Since the camera won't show the scene some cases after rectification (because of the rotations), we have to adjust offsets. (and sometimes focal length also.)
Also, included C++ program, "3drecon.exe" performs exactly the same. The usage is;
3drecon [desc.txt] [x offset] [y offset]
"desc.txt" is a description file for the stereo scenes
(two images) and all the parameters. "color.txt" and "batinria.txt"
are included. For "color*.tif" images, x=550, y=-40 offsets are ok.
For "batinria*.tif", no offset required. (since original camera
positions are fairly parallel.)
It will also do a lot of functions, explained later.
Example) The above images are produced by the following parameters.
c:> 3drecon color.txt 550 -40
c:> 3drecon batinria.txt 0 0
The pictures are disparity maps with various parameters. (Press the image to enlarge.)
color0.tif and color1.tif, using W=4 (full sampling) and W=10 (with sampling every 4 points) resp.
batinria0.tif and batinria1.tif, using W=4, full sampling.
The brighter mans the closer. Black area means either no disparity (infinity) or no match (out of thresholds).
All programs are written C++, whose codes and executables are in this ZIP file. The disparity factor is simple subtraction between two matched x values of rectified images, so there are missing part on the map. Of course, we have to perform thresholding to avoid extremes. (But, still contains some error.)
The effect of the window size will be explained in 2. c).
In fact, the program "3drecon" has more functions.
By pressing some points in "Left Rectified Image" with left mouse button, it will show the point, the matching point in "Right Rectified Image", All these points in the original images, and also 3D coordinate of the point in World Coordinate System, using traingulation. Right mouse button will clean up the point queues. (Selected 3D reconstruction)
You can same the original pair, the rectified pair, disparity map, and the 3D positions of the points you selected.
You can change window size of SSD, scan thresholds. Since the epipolar line could have some errors during rectification and discretization, you'd better search two or three lines above and below also. Scan thresholds control these value.
Sampling rate means that the program will check every [sampling rate] point only for speed's sake.
Here are some examples of 3D data set, using disparity as depth.
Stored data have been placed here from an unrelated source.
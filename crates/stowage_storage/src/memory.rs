//! In-memory storage backend for testing.

use std::collections::BTreeMap;

use bytes::Bytes;
use parking_lot::RwLock;

use crate::backend::{KeyIter, StorageBackend};
use crate::error::{StorageError, StorageResult};

/// Maximum key length declared by the in-memory backend.
const MEMORY_MAX_KEY_LEN: usize = 1024;

/// An in-memory storage backend.
///
/// This backend stores all values in memory and is suitable for:
/// - Unit tests
/// - Integration tests
/// - Ephemeral stores that don't need persistence
///
/// Values are held as [`Bytes`], so range fetches and copies share the
/// stored buffer instead of duplicating it.
///
/// # Thread Safety
///
/// This backend is thread-safe and can be shared across threads.
///
/// # Example
///
/// ```rust
/// use stowage_storage::{StorageBackend, InMemoryBackend};
///
/// let backend = InMemoryBackend::new();
/// backend.put("k", b"test data").unwrap();
/// assert_eq!(backend.size("k").unwrap(), 9);
/// ```
#[derive(Debug, Default)]
pub struct InMemoryBackend {
    entries: RwLock<BTreeMap<String, Bytes>>,
}

impl InMemoryBackend {
    /// Creates a new empty in-memory backend.
    #[must_use]
    pub fn new() -> Self {
        Self::default()
    }

    /// Creates a new in-memory backend with pre-existing entries.
    #[must_use]
    pub fn with_entries<I, K, V>(entries: I) -> Self
    where
        I: IntoIterator<Item = (K, V)>,
        K: Into<String>,
        V: Into<Bytes>,
    {
        Self {
            entries: RwLock::new(
                entries
                    .into_iter()
                    .map(|(k, v)| (k.into(), v.into()))
                    .collect(),
            ),
        }
    }

    /// Returns the number of stored values.
    #[must_use]
    pub fn len(&self) -> usize {
        self.entries.read().len()
    }

    /// Returns true if nothing is stored.
    #[must_use]
    pub fn is_empty(&self) -> bool {
        self.entries.read().is_empty()
    }

    /// Clears all values from the backend.
    pub fn clear(&self) {
        self.entries.write().clear();
    }

    fn value(&self, key: &str) -> StorageResult<Bytes> {
        self.entries
            .read()
            .get(key)
            .cloned()
            .ok_or_else(|| StorageError::not_found(key))
    }
}

impl StorageBackend for InMemoryBackend {
    fn exists(&self, key: &str) -> StorageResult<bool> {
        Ok(self.entries.read().contains_key(key))
    }

    fn size(&self, key: &str) -> StorageResult<u64> {
        Ok(self.value(key)?.len() as u64)
    }

    fn get_range(&self, key: &str, start: u64, len: usize) -> StorageResult<Vec<u8>> {
        let value = self.value(key)?;
        let start = usize::try_from(start).unwrap_or(usize::MAX).min(value.len());
        let end = start.saturating_add(len).min(value.len());
        Ok(value.slice(start..end).to_vec())
    }

    fn get(&self, key: &str) -> StorageResult<Vec<u8>> {
        Ok(self.value(key)?.to_vec())
    }

    fn put(&self, key: &str, data: &[u8]) -> StorageResult<()> {
        self.entries
            .write()
            .insert(key.to_string(), Bytes::copy_from_slice(data));
        Ok(())
    }

    fn delete(&self, key: &str) -> StorageResult<()> {
        self.entries.write().remove(key);
        Ok(())
    }

    fn iter_keys(&self, prefix: Option<&str>) -> StorageResult<KeyIter> {
        // Snapshot so an open listing never holds the lock.
        let keys: Vec<String> = {
            let entries = self.entries.read();
            match prefix {
                Some(prefix) => entries
                    .range(prefix.to_string()..)
                    .take_while(|(k, _)| k.starts_with(prefix))
                    .map(|(k, _)| k.clone())
                    .collect(),
                None => entries.keys().cloned().collect(),
            }
        };
        Ok(Box::new(keys.into_iter().map(Ok)))
    }

    fn copy(&self, source: &str, dest: &str) -> StorageResult<()> {
        let mut entries = self.entries.write();
        let value = entries
            .get(source)
            .cloned()
            .ok_or_else(|| StorageError::not_found(source))?;
        entries.insert(dest.to_string(), value);
        Ok(())
    }

    fn rename(&self, source: &str, dest: &str) -> StorageResult<()> {
        let mut entries = self.entries.write();
        let value = entries
            .remove(source)
            .ok_or_else(|| StorageError::not_found(source))?;
        entries.insert(dest.to_string(), value);
        Ok(())
    }

    fn max_key_len(&self) -> usize {
        MEMORY_MAX_KEY_LEN
    }
}
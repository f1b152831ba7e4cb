//! Extended keyspace decorator.
//!
//! Wraps a [`Store`] so that keys may also contain `/` separators and
//! spaces. Only validation changes; every operation is forwarded to the
//! wrapped store, which does not re-check the key.

use crate::key::Keyspace;
use crate::store::{KeyValueStore, Store};

/// A store accepting the extended keyspace.
#[derive(Debug, Clone)]
pub struct ExtendedKeyspaceStore {
    inner: Store,
}

impl ExtendedKeyspaceStore {
    /// Wraps `inner`.
    #[must_use]
    pub fn new(inner: Store) -> Self {
        Self { inner }
    }

    /// Returns the wrapped store.
    #[must_use]
    pub fn inner(&self) -> &Store {
        &self.inner
    }

    /// Unwraps the decorator.
    #[must_use]
    pub fn into_inner(self) -> Store {
        self.inner
    }
}

impl From<Store> for ExtendedKeyspaceStore {
    fn from(inner: Store) -> Self {
        Self::new(inner)
    }
}

impl KeyValueStore for ExtendedKeyspaceStore {
    fn keyspace(&self) -> Keyspace {
        Keyspace::Extended
    }

    fn base(&self) -> &Store {
        &self.inner
    }
}
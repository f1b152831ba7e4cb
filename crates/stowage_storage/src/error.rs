//! Error types for storage operations.

use std::io;
use thiserror::Error;

/// Result type for storage operations.
pub type StorageResult<T> = Result<T, StorageError>;

/// Errors that can occur during storage operations.
///
/// Every backend folds its native failures into these variants so that
/// callers never see backend-specific error types.
#[derive(Debug, Error)]
pub enum StorageError {
    /// An I/O error occurred.
    #[error("I/O error: {0}")]
    Io(#[from] io::Error),

    /// The key does not exist in the backend.
    #[error("key not found: {key}")]
    NotFound {
        /// The key that was looked up.
        key: String,
    },

    /// The namespace does not exist and the backend may not create it.
    #[error("namespace does not exist: {namespace}")]
    NamespaceMissing {
        /// The namespace that was expected.
        namespace: String,
    },

    /// The key cannot be represented by this backend.
    #[error("key {key:?} is not supported by this backend: {reason}")]
    UnsupportedKey {
        /// The rejected key.
        key: String,
        /// Why the backend cannot store it.
        reason: String,
    },

    /// The backend was configured with invalid parameters.
    #[error("invalid backend configuration: {message}")]
    InvalidConfig {
        /// Description of the problem.
        message: String,
    },

    /// The backend is unreachable or refused the request.
    #[error("backend unavailable: {message}")]
    Unavailable {
        /// Description of the failure.
        message: String,
    },
}

impl StorageError {
    /// Creates a not-found error.
    pub fn not_found(key: impl Into<String>) -> Self {
        Self::NotFound { key: key.into() }
    }

    /// Creates an unsupported-key error.
    pub fn unsupported_key(key: impl Into<String>, reason: impl Into<String>) -> Self {
        Self::UnsupportedKey {
            key: key.into(),
            reason: reason.into(),
        }
    }

    /// Creates an invalid configuration error.
    pub fn invalid_config(message: impl Into<String>) -> Self {
        Self::InvalidConfig {
            message: message.into(),
        }
    }

    /// Creates an unavailable error.
    pub fn unavailable(message: impl Into<String>) -> Self {
        Self::Unavailable {
            message: message.into(),
        }
    }

    /// Returns true if this error reports a missing key.
    #[must_use]
    pub fn is_not_found(&self) -> bool {
        matches!(self, Self::NotFound { .. })
    }
}
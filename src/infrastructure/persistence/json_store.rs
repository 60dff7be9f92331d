//! JSON file storage adapter for the quest library
//!
//! One namespace, one JSON document, rewritten in full after every
//! mutation. A missing file means a fresh library; a present-but-corrupt
//! file is an error rather than silent data loss.

use std::io::ErrorKind;
use std::path::PathBuf;

use anyhow::{Context, Result};
use async_trait::async_trait;
use tokio::fs;

use crate::application::ports::outbound::LibraryStoragePort;
use crate::domain::aggregates::PersistedLibrary;

/// File-backed storage for one library namespace.
pub struct JsonFileStorage {
    path: PathBuf,
}

impl JsonFileStorage {
    pub fn new(path: impl Into<PathBuf>) -> Self {
        Self { path: path.into() }
    }
}

#[async_trait]
impl LibraryStoragePort for JsonFileStorage {
    async fn load(&self) -> Result<Option<PersistedLibrary>> {
        let contents = match fs::read_to_string(&self.path).await {
            Ok(contents) => contents,
            Err(err) if err.kind() == ErrorKind::NotFound => return Ok(None),
            Err(err) => {
                return Err(err).with_context(|| {
                    format!("Failed to read library file {}", self.path.display())
                })
            }
        };
        let library = serde_json::from_str(&contents).with_context(|| {
            format!("Library file {} is not valid", self.path.display())
        })?;
        Ok(Some(library))
    }

    async fn save(&self, library: &PersistedLibrary) -> Result<()> {
        if let Some(parent) = self.path.parent() {
            fs::create_dir_all(parent).await.with_context(|| {
                format!("Failed to create data directory {}", parent.display())
            })?;
        }
        let contents =
            serde_json::to_string_pretty(library).context("Failed to serialize library")?;
        fs::write(&self.path, contents).await.with_context(|| {
            format!("Failed to write library file {}", self.path.display())
        })?;
        Ok(())
    }
}

#[cfg(test)]
mod tests {
    use super::*;
    use crate::domain::aggregates::QuestLibrary;
    use crate::domain::value_objects::{GenerationParams, QuestType};

    #[tokio::test]
    async fn load_of_missing_file_is_none() {
        let dir = tempfile::tempdir().unwrap();
        let storage = JsonFileStorage::new(dir.path().join("library.json"));

        assert!(storage.load().await.unwrap().is_none());
    }

    #[tokio::test]
    async fn save_then_load_round_trips() {
        let dir = tempfile::tempdir().unwrap();
        let storage = JsonFileStorage::new(dir.path().join("nested").join("library.json"));

        let mut library = QuestLibrary::new();
        library.set_params(GenerationParams::default().with_quest_type(QuestType::Rescue));
        storage.save(&library.to_persisted()).await.unwrap();

        let loaded = storage.load().await.unwrap().unwrap();
        assert_eq!(
            loaded.generation_params.quest_type.fixed(),
            Some(&QuestType::Rescue)
        );
    }

    #[tokio::test]
    async fn corrupt_file_is_an_error_not_a_reset() {
        let dir = tempfile::tempdir().unwrap();
        let path = dir.path().join("library.json");
        tokio::fs::write(&path, "{ definitely broken").await.unwrap();

        let storage = JsonFileStorage::new(path);
        assert!(storage.load().await.is_err());
    }

    #[tokio::test]
    async fn save_overwrites_previous_document() {
        let dir = tempfile::tempdir().unwrap();
        let storage = JsonFileStorage::new(dir.path().join("library.json"));

        storage.save(&QuestLibrary::new().to_persisted()).await.unwrap();

        let mut library = QuestLibrary::new();
        library.set_params(GenerationParams::default().with_quest_type(QuestType::Kill));
        storage.save(&library.to_persisted()).await.unwrap();

        let loaded = storage.load().await.unwrap().unwrap();
        assert_eq!(
            loaded.generation_params.quest_type.fixed(),
            Some(&QuestType::Kill)
        );
    }
}
//! Persistence adapters
//!
//! This module implements the storage port over the local filesystem,
//! one JSON document per library namespace.

mod json_store;

pub use json_store::JsonFileStorage;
color_disp_3dpos.dat and color_disp_3dpos_w10.dat
(using pointViewer, W=4 and W=10, resp.).
Due to the position of cameras, disparity map does not necessarily mean the
actual geometry.
Still we can see some features.

batinria_disp_3dpos.dat (using pointViewer).
Even though some distance are not real, you can see the figure of the house.
Remember that since disparity is NOT actually depth, the result could be wrong. Especially, for the images "color*.tif", original camera position is not so aligned to each other, simple disparity map does not produce good 3D explanation. The cameras on "batinria*.tif" are already parallel enough, so a disparity map gives us fair information about the actual depth. The C++ program "disp2threed.exe" converts a disparity map (gray scale) into 3D points data, simply using image intensity as its height. The usage is;
disp2threed [disparity TIFF] [Output 3D data] [X sampling] [Y sampling]
Sampling parameters are used to skip points. The output format is for the pointViewer.exe, made by Prof. Oliveira.
3D triangulation is done by the follow;
Suppose we know Pl (in the left plane)and its corresponding Pr (in the right plane) in World Coordinate System. Both camera centers are TL and TR in WCS, as explained in 1.
The formulas
a(Pl - TL) + TL ....... [L1]
b(Pr - TR) + TR ....... [L2]
are two lines go through the center and the points. (a, b in real)
Ideally, if these two lines intersect, the coordinate of the point is our 3D coordinate of Pl in WCS. But, in real cases, it will not happen.
So, we will compute the mid-points of the shortest line segment between L1 and L2. The shortest line segment of L1 and L2 is in fact perpendicular to both (Pl - TL) and (Pr - TR), so we have;
a*(Pl - TL) - b*(Pr - TR) = c * cross(Pl - TL, Pr - TR)
If we solve this system, we get a, b, and c. (3 coordinates means 3 equations). Then our P is;
P = (1/2) * ((a*(Pl - TL) + TL) - (b*(Pr - TR) + TR));
3drecon will perform this process automatically whenever you press left button on left rectified image. It will show actual 3D coordinate of the given point.
Here is an example of real 3D reconstruction data for pointViewer.exe, and selected points on the image.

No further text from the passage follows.